In addition, in place of the construction shown in FIGS. 25(a) and 25(b), the conventional FEC may be constructed in such a manner that a resistance layer is formed on a cathode wiring of a stripe-like shape rather than a lattice-like shape so as to fully cover the cathode wirings, followed by arrangement of emitter cones on the resistance layer thus formed on the cathode wirings, as conventionally known in the art. Unfortunately, such construction causes a resistance value of the emitter cones to be varied depending on a degree of uniformity of a film thickness of the resistance layer, to thereby fail to render emission of electrons from the emitter cones uniform. Also, the resistance value is determined depending on a thickness of the resistance layer. The thickness is limited within a predetermined range, so that it is difficult to provide the FEC with a large current capacity and permit it to exhibit a high resistance value, to thereby reduce an advantage of the resistance layer.
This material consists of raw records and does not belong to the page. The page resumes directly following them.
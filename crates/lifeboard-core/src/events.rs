use chrono::{DateTime, Utc};
use serde::{Deserialize, Serialize};

use crate::timer::TimerMode;

/// Every timer state change produces an Event.
/// The CLI prints them; callers may also record completed sessions from them.
#[derive(Debug, Clone, PartialEq, Serialize, Deserialize)]
#[serde(tag = "type", rename_all = "snake_case")]
pub enum Event {
    TimerStarted {
        mode: TimerMode,
        time_left_secs: u32,
        at: DateTime<Utc>,
    },
    TimerPaused {
        mode: TimerMode,
        time_left_secs: u32,
        at: DateTime<Utc>,
    },
    /// Countdown reached zero. The timer is inactive and stays in `mode`.
    TimerCompleted {
        mode: TimerMode,
        duration_secs: u32,
        at: DateTime<Utc>,
    },
    TimerReset {
        mode: TimerMode,
        at: DateTime<Utc>,
    },
    ModeSwitched {
        from: TimerMode,
        to: TimerMode,
        at: DateTime<Utc>,
    },
}
//! SQLite-backed persistence.
//!
//! Provides:
//! - Key-value slots holding the serialized dashboard collections
//! - A log of completed timer runs, feeding the focus-minutes figure

use std::path::Path;

use chrono::{DateTime, Utc};
use rusqlite::{params, Connection};
use serde::{Deserialize, Serialize};

use super::data_dir;
use super::kv::KvStore;
use crate::error::{DatabaseError, Result};
use crate::timer::TimerMode;

const DB_FILE: &str = "lifeboard.db";

#[derive(Debug, Clone, Serialize, Deserialize)]
pub struct SessionRecord {
    pub id: i64,
    pub mode: TimerMode,
    pub duration_secs: u32,
    pub completed_at: DateTime<Utc>,
}

/// SQLite database for slots and the session log.
pub struct Database {
    conn: Connection,
}

impl Database {
    /// Open the database at `<data_dir>/lifeboard.db`.
    ///
    /// Creates the database file and schema if they don't exist.
    ///
    /// # Errors
    /// Returns an error if the database cannot be opened or migrated.
    pub fn open() -> Result<Self> {
        let path = data_dir()?.join(DB_FILE);
        Self::open_at(&path)
    }

    /// Open (or create) a database file at an explicit path.
    pub fn open_at(path: &Path) -> Result<Self> {
        let conn = Connection::open(path).map_err(|source| DatabaseError::OpenFailed {
            path: path.to_path_buf(),
            source,
        })?;
        let db = Self { conn };
        db.migrate()?;
        tracing::debug!(path = %path.display(), "database opened");
        Ok(db)
    }

    /// Open an in-memory database (for tests).
    pub fn open_memory() -> Result<Self> {
        let conn = Connection::open_in_memory()?;
        let db = Self { conn };
        db.migrate()?;
        Ok(db)
    }

    fn migrate(&self) -> Result<(), rusqlite::Error> {
        self.conn.execute_batch(
            "CREATE TABLE IF NOT EXISTS sessions (
                id            INTEGER PRIMARY KEY AUTOINCREMENT,
                mode          TEXT NOT NULL,
                duration_secs INTEGER NOT NULL,
                completed_at  TEXT NOT NULL
            );

            CREATE TABLE IF NOT EXISTS kv (
                key   TEXT PRIMARY KEY,
                value TEXT NOT NULL
            );

            CREATE INDEX IF NOT EXISTS idx_sessions_mode ON sessions(mode);",
        )?;
        Ok(())
    }

    /// Record a timer run that counted down to zero.
    ///
    /// # Errors
    /// Returns an error if the insert fails.
    pub fn record_session(
        &self,
        mode: TimerMode,
        duration_secs: u32,
        completed_at: DateTime<Utc>,
    ) -> Result<i64> {
        self.conn.execute(
            "INSERT INTO sessions (mode, duration_secs, completed_at) VALUES (?1, ?2, ?3)",
            params![mode.as_str(), duration_secs, completed_at.to_rfc3339()],
        )?;
        Ok(self.conn.last_insert_rowid())
    }

    /// Whole minutes of completed focus runs, all time.
    pub fn focus_minutes(&self) -> Result<u64> {
        let secs: i64 = self.conn.query_row(
            "SELECT COALESCE(SUM(duration_secs), 0) FROM sessions WHERE mode = 'focus'",
            [],
            |row| row.get(0),
        )?;
        Ok(secs.max(0) as u64 / 60)
    }

    /// Most recent sessions first.
    pub fn recent_sessions(&self, limit: usize) -> Result<Vec<SessionRecord>> {
        let mut stmt = self.conn.prepare(
            "SELECT id, mode, duration_secs, completed_at
             FROM sessions ORDER BY id DESC LIMIT ?1",
        )?;
        let rows = stmt.query_map(params![limit as i64], |row| {
            Ok((
                row.get::<_, i64>(0)?,
                row.get::<_, String>(1)?,
                row.get::<_, u32>(2)?,
                row.get::<_, String>(3)?,
            ))
        })?;

        let mut sessions = Vec::new();
        for row in rows {
            let (id, mode, duration_secs, completed_at) = row?;
            let mode = if mode == "break" {
                TimerMode::Break
            } else {
                TimerMode::Focus
            };
            let completed_at = DateTime::parse_from_rfc3339(&completed_at)
                .map(|dt| dt.with_timezone(&Utc))
                .map_err(|e| DatabaseError::QueryFailed(e.to_string()))?;
            sessions.push(SessionRecord {
                id,
                mode,
                duration_secs,
                completed_at,
            });
        }
        Ok(sessions)
    }
}

impl KvStore for Database {
    fn kv_get(&self, key: &str) -> Result<Option<String>> {
        let mut stmt = self.conn.prepare("SELECT value FROM kv WHERE key = ?1")?;
        let result = stmt.query_row(params![key], |row| row.get::<_, String>(0));
        match result {
            Ok(v) => Ok(Some(v)),
            Err(rusqlite::Error::QueryReturnedNoRows) => Ok(None),
            Err(e) => Err(e.into()),
        }
    }

    fn kv_set(&self, key: &str, value: &str) -> Result<()> {
        self.conn.execute(
            "INSERT OR REPLACE INTO kv (key, value) VALUES (?1, ?2)",
            params![key, value],
        )?;
        Ok(())
    }
}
The present invention has been made in view of the foregoing disadvantages of the prior art.

Accordingly, it is an object of the present invention to provide a field emission type electron source which is capable of rendering a resistance value between a cathode wiring and each of emitter cones substantially constant and increasing packaging density of the emitter cones.

In accordance with the present invention, a field emission type electron source is provided. The field emission type electron source includes cathode wirings each including a region, a resistance layer arranged in correspondence to each of the cathode wirings, and emitters connected through the resistance layer to each of the cathode wirings. Connection between the cathode wiring and the emitters is carried out so as to render a resistance value therebetween substantially constant.

In a preferred embodiment of the present invention, the electron source further includes a plurality of cathode conductors in the region of the cathode wiring in a manner to be separate from the cathode wiring, wherein the cathode wiring and cathode conductors are electrically connected to each other through the resistance layer and the emitters are formed into a conical shape and arranged directly or through the resistance layer on the cathode conductors.

In a preferred embodiment of the present invention, the region of the cathode wiring is provided with conductor-free windows, in which resistance layers different in resistance value are arranged. Also, a plurality of the emitter cones are arranged on the resistance layers. The resistance layer is so constructed that a portion thereof in proximity to the cathode wiring is decreased in resistance value.

Thus, the present invention permits a resistance value between the cathode wiring and each of the emitter cones to be set at substantially the same level and packaging density of the emitter cones to be increased.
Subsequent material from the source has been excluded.